PURIFICATION OF RESTRICTION ENDONUCLEASE FROM ACETOBACTER PASTEURIANUS IFO 13752 (ApaORI) AND ITS PROPERTIES

Abstract

A restriction endonuclease, designated ApaORI, was purified from cellfree extracts of A. pasteurianus IFO 13752 by streptomycin treatment, ammonium sulfate fractionation, phosphocellulose treatment, hydroxylapatite and heparin-Sepharose CL-6B column chromatography, and gel filtration using a Superose 12 (HR10/30) column. The purified enzyme was homogeneous on polyacrylamide gel disc electrophoresis. The molecular weight of the purified enzyme was found by gel filtration to be 21, 000 daltons. The isoelectric point of the purified enzyme was neutral (6.9). The purified enzyme cleaved λ, φX174 RF I, M13mp7 RF I, and pBR322 DNAs at 18 or more, 2, 4 or more, and 4 or more sites, respectively.
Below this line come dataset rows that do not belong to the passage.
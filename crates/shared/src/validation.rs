//! Common validation utilities.

use chrono::{TimeZone, Utc};
use validator::ValidationError;

/// Maximum age of a location timestamp in days (7 days).
const MAX_TIMESTAMP_AGE_DAYS: i64 = 7;

/// Maximum allowed future timestamp tolerance in seconds (5 minutes for clock skew).
const MAX_FUTURE_TOLERANCE_SECS: i64 = 300;

/// Validates that a latitude value is within valid range (-90 to 90).
pub fn validate_latitude(lat: f64) -> Result<(), ValidationError> {
    if (-90.0..=90.0).contains(&lat) {
        Ok(())
    } else {
        let mut err = ValidationError::new("latitude_range");
        err.message = Some("Latitude must be between -90 and 90".into());
        Err(err)
    }
}

/// Validates that a longitude value is within valid range (-180 to 180).
pub fn validate_longitude(long: f64) -> Result<(), ValidationError> {
    if (-180.0..=180.0).contains(&long) {
        Ok(())
    } else {
        let mut err = ValidationError::new("longitude_range");
        err.message = Some("Longitude must be between -180 and 180".into());
        Err(err)
    }
}

/// Validates that GPS accuracy is non-negative.
pub fn validate_accuracy(accuracy_meters: f64) -> Result<(), ValidationError> {
    if accuracy_meters >= 0.0 {
        Ok(())
    } else {
        let mut err = ValidationError::new("accuracy_range");
        err.message = Some("Accuracy must be non-negative".into());
        Err(err)
    }
}

/// Validates that heading is within valid range (0 to 360 degrees).
pub fn validate_heading(heading_degrees: f64) -> Result<(), ValidationError> {
    if (0.0..=360.0).contains(&heading_degrees) {
        Ok(())
    } else {
        let mut err = ValidationError::new("heading_range");
        err.message = Some("Heading must be between 0 and 360".into());
        Err(err)
    }
}

/// Validates that speed is non-negative.
pub fn validate_speed(speed_kmh: f64) -> Result<(), ValidationError> {
    if speed_kmh >= 0.0 {
        Ok(())
    } else {
        let mut err = ValidationError::new("speed_range");
        err.message = Some("Speed must be non-negative".into());
        Err(err)
    }
}

/// Validates that a geofence radius is positive and within a sane ceiling.
///
/// Zones above 100 km stop being "last-mile" geofences and are almost always
/// a unit mistake (meters passed as kilometers).
pub fn validate_radius_km(radius_km: f64) -> Result<(), ValidationError> {
    if radius_km > 0.0 && radius_km <= 100.0 {
        Ok(())
    } else {
        let mut err = ValidationError::new("radius_range");
        err.message = Some("Radius must be between 0 and 100 km".into());
        Err(err)
    }
}

/// Validates that a timestamp (in milliseconds since epoch) is within acceptable range.
/// - Must not be more than 5 minutes in the future (allows for clock skew)
/// - Must not be older than 7 days
pub fn validate_timestamp(timestamp_millis: i64) -> Result<(), ValidationError> {
    let now = Utc::now();

    let timestamp = match Utc.timestamp_millis_opt(timestamp_millis).single() {
        Some(ts) => ts,
        None => {
            let mut err = ValidationError::new("timestamp_invalid");
            err.message = Some("Invalid timestamp format".into());
            return Err(err);
        }
    };

    let future_limit = now + chrono::Duration::seconds(MAX_FUTURE_TOLERANCE_SECS);
    if timestamp > future_limit {
        let mut err = ValidationError::new("timestamp_future");
        err.message = Some("Timestamp cannot be in the future".into());
        return Err(err);
    }

    let past_limit = now - chrono::Duration::days(MAX_TIMESTAMP_AGE_DAYS);
    if timestamp < past_limit {
        let mut err = ValidationError::new("timestamp_old");
        err.message = Some("Timestamp cannot be older than 7 days".into());
        return Err(err);
    }

    Ok(())
}

#[cfg(test)]
mod tests {
    use super::*;

    #[test]
    fn test_validate_latitude() {
        assert!(validate_latitude(0.0).is_ok());
        assert!(validate_latitude(90.0).is_ok());
        assert!(validate_latitude(-90.0).is_ok());
        assert!(validate_latitude(90.1).is_err());
        assert!(validate_latitude(-90.1).is_err());
    }

    #[test]
    fn test_validate_latitude_error_message() {
        let err = validate_latitude(100.0).unwrap_err();
        assert_eq!(
            err.message.unwrap().to_string(),
            "Latitude must be between -90 and 90"
        );
    }

    #[test]
    fn test_validate_longitude() {
        assert!(validate_longitude(0.0).is_ok());
        assert!(validate_longitude(180.0).is_ok());
        assert!(validate_longitude(-180.0).is_ok());
        assert!(validate_longitude(180.1).is_err());
        assert!(validate_longitude(-180.1).is_err());
    }

    #[test]
    fn test_validate_longitude_error_message() {
        let err = validate_longitude(200.0).unwrap_err();
        assert_eq!(
            err.message.unwrap().to_string(),
            "Longitude must be between -180 and 180"
        );
    }

    #[test]
    fn test_validate_accuracy() {
        assert!(validate_accuracy(0.0).is_ok());
        assert!(validate_accuracy(250.0).is_ok());
        assert!(validate_accuracy(-1.0).is_err());
    }

    #[test]
    fn test_validate_heading_common_directions() {
        assert!(validate_heading(0.0).is_ok()); // North
        assert!(validate_heading(90.0).is_ok()); // East
        assert!(validate_heading(180.0).is_ok()); // South
        assert!(validate_heading(270.0).is_ok()); // West
        assert!(validate_heading(360.0).is_ok());
        assert!(validate_heading(-1.0).is_err());
        assert!(validate_heading(360.1).is_err());
    }

    #[test]
    fn test_validate_speed() {
        assert!(validate_speed(0.0).is_ok());
        assert!(validate_speed(25.0).is_ok()); // typical delivery motorbike
        assert!(validate_speed(-10.0).is_err());
    }

    #[test]
    fn test_validate_radius_km() {
        assert!(validate_radius_km(0.5).is_ok());
        assert!(validate_radius_km(100.0).is_ok());
        assert!(validate_radius_km(0.0).is_err());
        assert!(validate_radius_km(-2.0).is_err());
        assert!(validate_radius_km(500.0).is_err());
    }

    #[test]
    fn test_validate_timestamp_current() {
        let now_millis = Utc::now().timestamp_millis();
        assert!(validate_timestamp(now_millis).is_ok());
    }

    #[test]
    fn test_validate_timestamp_recent_past() {
        let one_hour_ago = Utc::now() - chrono::Duration::hours(1);
        assert!(validate_timestamp(one_hour_ago.timestamp_millis()).is_ok());

        let six_days_ago = Utc::now() - chrono::Duration::days(6);
        assert!(validate_timestamp(six_days_ago.timestamp_millis()).is_ok());
    }

    #[test]
    fn test_validate_timestamp_too_old() {
        let eight_days_ago = Utc::now() - chrono::Duration::days(8);
        assert!(validate_timestamp(eight_days_ago.timestamp_millis()).is_err());
    }

    #[test]
    fn test_validate_timestamp_slight_future() {
        let four_min_future = Utc::now() + chrono::Duration::minutes(4);
        assert!(validate_timestamp(four_min_future.timestamp_millis()).is_ok());
    }

    #[test]
    fn test_validate_timestamp_too_far_future() {
        let ten_min_future = Utc::now() + chrono::Duration::minutes(10);
        assert!(validate_timestamp(ten_min_future.timestamp_millis()).is_err());
    }
}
The purified enzyme worked best at 37°C and pH 7.5 in a reaction mixture (50μl) containing 1.0μg λDNA, 10mM Tris-HCl, 7mM 2-mercaptoethanol, 7mM MgCl2, and 50mM NaCl. However, the purified enzyme did not require NaCl for its reaction. The purified enzyme recognizes the palindromic pentanucleotides 5′-CC (AorT)GG-3′ and cuts between C and A (or T), producing 5′-cohesive mononucleotide extensions (isoschizomer of BstNI).